CEO, Apogee Software (aka 3D Realms)
Scott Miller is a long-time game producer and entrepreneur whose many credits include Duke Nukem (1991), Wolfenstein 3D (1992), Raptor (1994), Shadow Warrior (1997), Max Payne (2001), Max Payne 2 (2003), and Prey (2006).
On getting into the game industry: I began first as a journalist in 1982, then in 1987 I started my own company, Apogee Software. Apogee is known as the pioneer of shareware gaming—we invented the method of releasing one episode as shareware and selling additional episodes of the game directly ourselves. This allowed us to self-publish our first 20 games without the need of a retail publisher or outside funding. We made millions using this method before finally signing with traditional publishers in the mid-1990s. Id Software and Epic Games mimicked our shareware method and also rose to great success. It’s no coincidence that all three companies are among the strongest, most successful, entirely independent development studios in North America.

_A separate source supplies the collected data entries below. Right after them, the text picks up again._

//! Error types for the cache facade
//!
//! Provides unified error handling using thiserror.

use axum::{
    http::StatusCode,
    response::{IntoResponse, Response},
    Json,
};
use thiserror::Error;

use crate::models::ErrorResponse;

// == Cache Error Enum ==
/// Unified error type for the cache facade.
///
/// Absence of an entry is never an error; it is reported as a normal
/// "not found" result by the facade operations.
#[derive(Error, Debug)]
pub enum CacheError {
    /// Malformed request data
    #[error("Invalid request: {0}")]
    InvalidRequest(String),

    /// Contradictory or malformed write options
    #[error("Invalid write options: {0}")]
    InvalidWriteOptions(String),

    /// Key or value has no canonical form (strict mode only)
    #[error("Encoding failed: {0}")]
    Encoding(String),

    /// The external store could not be reached
    #[error("Store unavailable: {0}")]
    StoreUnavailable(String),

    /// The external store rejected the command or its arguments
    #[error("Invalid argument: {0}")]
    InvalidArgument(String),

    /// The store round-trip did not finish within the configured timeout
    #[error("Store operation cancelled: {0}")]
    StoreCancelled(String),
}

// == Redis Error Conversion ==
impl From<redis::RedisError> for CacheError {
    fn from(err: redis::RedisError) -> Self {
        if err.is_io_error()
            || err.is_connection_dropped()
            || err.is_connection_refusal()
            || err.is_timeout()
        {
            CacheError::StoreUnavailable(err.to_string())
        } else {
            CacheError::InvalidArgument(err.to_string())
        }
    }
}

// == IntoResponse Implementation ==
impl IntoResponse for CacheError {
    fn into_response(self) -> Response {
        let status = match &self {
            CacheError::InvalidRequest(_)
            | CacheError::InvalidWriteOptions(_)
            | CacheError::Encoding(_)
            | CacheError::InvalidArgument(_) => StatusCode::BAD_REQUEST,
            CacheError::StoreUnavailable(_) => StatusCode::SERVICE_UNAVAILABLE,
            CacheError::StoreCancelled(_) => StatusCode::GATEWAY_TIMEOUT,
        };

        (status, Json(ErrorResponse::new(self.to_string()))).into_response()
    }
}

// == Result Type Alias ==
/// Convenience Result type for the cache facade.
pub type Result<T> = std::result::Result<T, CacheError>;

#[cfg(test)]
mod tests {
    use super::*;

    #[test]
    fn test_status_codes() {
        let cases = [
            (CacheError::InvalidRequest("x".into()), StatusCode::BAD_REQUEST),
            (CacheError::InvalidWriteOptions("x".into()), StatusCode::BAD_REQUEST),
            (CacheError::StoreUnavailable("x".into()), StatusCode::SERVICE_UNAVAILABLE),
            (CacheError::StoreCancelled("x".into()), StatusCode::GATEWAY_TIMEOUT),
            (CacheError::Encoding("x".into()), StatusCode::BAD_REQUEST),
            (CacheError::InvalidArgument("x".into()), StatusCode::BAD_REQUEST),
        ];

        for (err, expected) in cases {
            assert_eq!(err.into_response().status(), expected);
        }
    }

    #[test]
    fn test_redis_io_error_is_unavailable() {
        let io = std::io::Error::new(std::io::ErrorKind::ConnectionRefused, "refused");
        let err: CacheError = redis::RedisError::from(io).into();
        assert!(matches!(err, CacheError::StoreUnavailable(_)));
    }

    #[test]
    fn test_redis_response_error_is_invalid_argument() {
        let raw = redis::RedisError::from((
            redis::ErrorKind::ResponseError,
            "invalid expire time in 'set' command",
        ));
        let err: CacheError = raw.into();
        assert!(matches!(err, CacheError::InvalidArgument(_)));
    }
}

On self-publishing: By first self-publishing our games we were able to build strong financial independence. This method allowed all three companies to make original intellectual property (IP) without the publisher getting long-term ownership and control of these IP. In fact, a developer’s only chance of long-term success is to create and own an original IP. Without doing this, a studio is constantly under the thumb of finicky and often untrustworthy publishers. An IP gives a studio the clout needed to get the best publishing deals. Plus, as 3D Realms and Remedy have shown with the sale of the Max Payne IP for over $45 million, an IP is where the real value of a studio resides. Additionally, 3D Realms has been offered $80 million for our Duke Nukem IP by a major publisher. Never doubt that making original IP that your studio owns is the best path to long-term success.
On favorite games: As a long time gamer, my list includes some classic oldies.
- M.U.L.E.: A breakthrough, addictive multiplayer game that is begging for a modern remake.
- Diablo: The core gameplay is a model of simplicity, the execution borders on perfection, and the game continuously rewards the player through a brilliant system of ever-improving gear.
- Tetris: Perhaps the most perfect computer game ever. Simple to learn, near impossible to master, and equally appealing to either gender.
- DOOM: A technical tour de force and the first game to truly frighten players.
- Space Invaders: The game that officially kicked off the arcade’s golden years. The most adrenaline squirting game I’ve ever played.
- Super Mario Bros.: I can’t leave this game off my list because it was the first game that introduced the idea of a world for the player to explore, an idea that still continues to be seen in many modern games, including the GTA series.
Advice to designers: Learn from other games and designers, but do not copy them. You absolutely must invent something unique and compelling (one without the other is not enough) to be a success. For example, at the time we were working on the concept for Max Payne, Tomb Raider was just out and a huge hit. We could have easily fallen into the trap of making a male version of Lara Croft, but that would have been recreating another Indiana Jones. So, instead, we looked at what Tomb Raider did well, and purposely picked other things for Max Payne to do well. It was critical for Max to be seen as a unique character, not a copycat. If you follow in other people’s footsteps, you’ll never be a leader.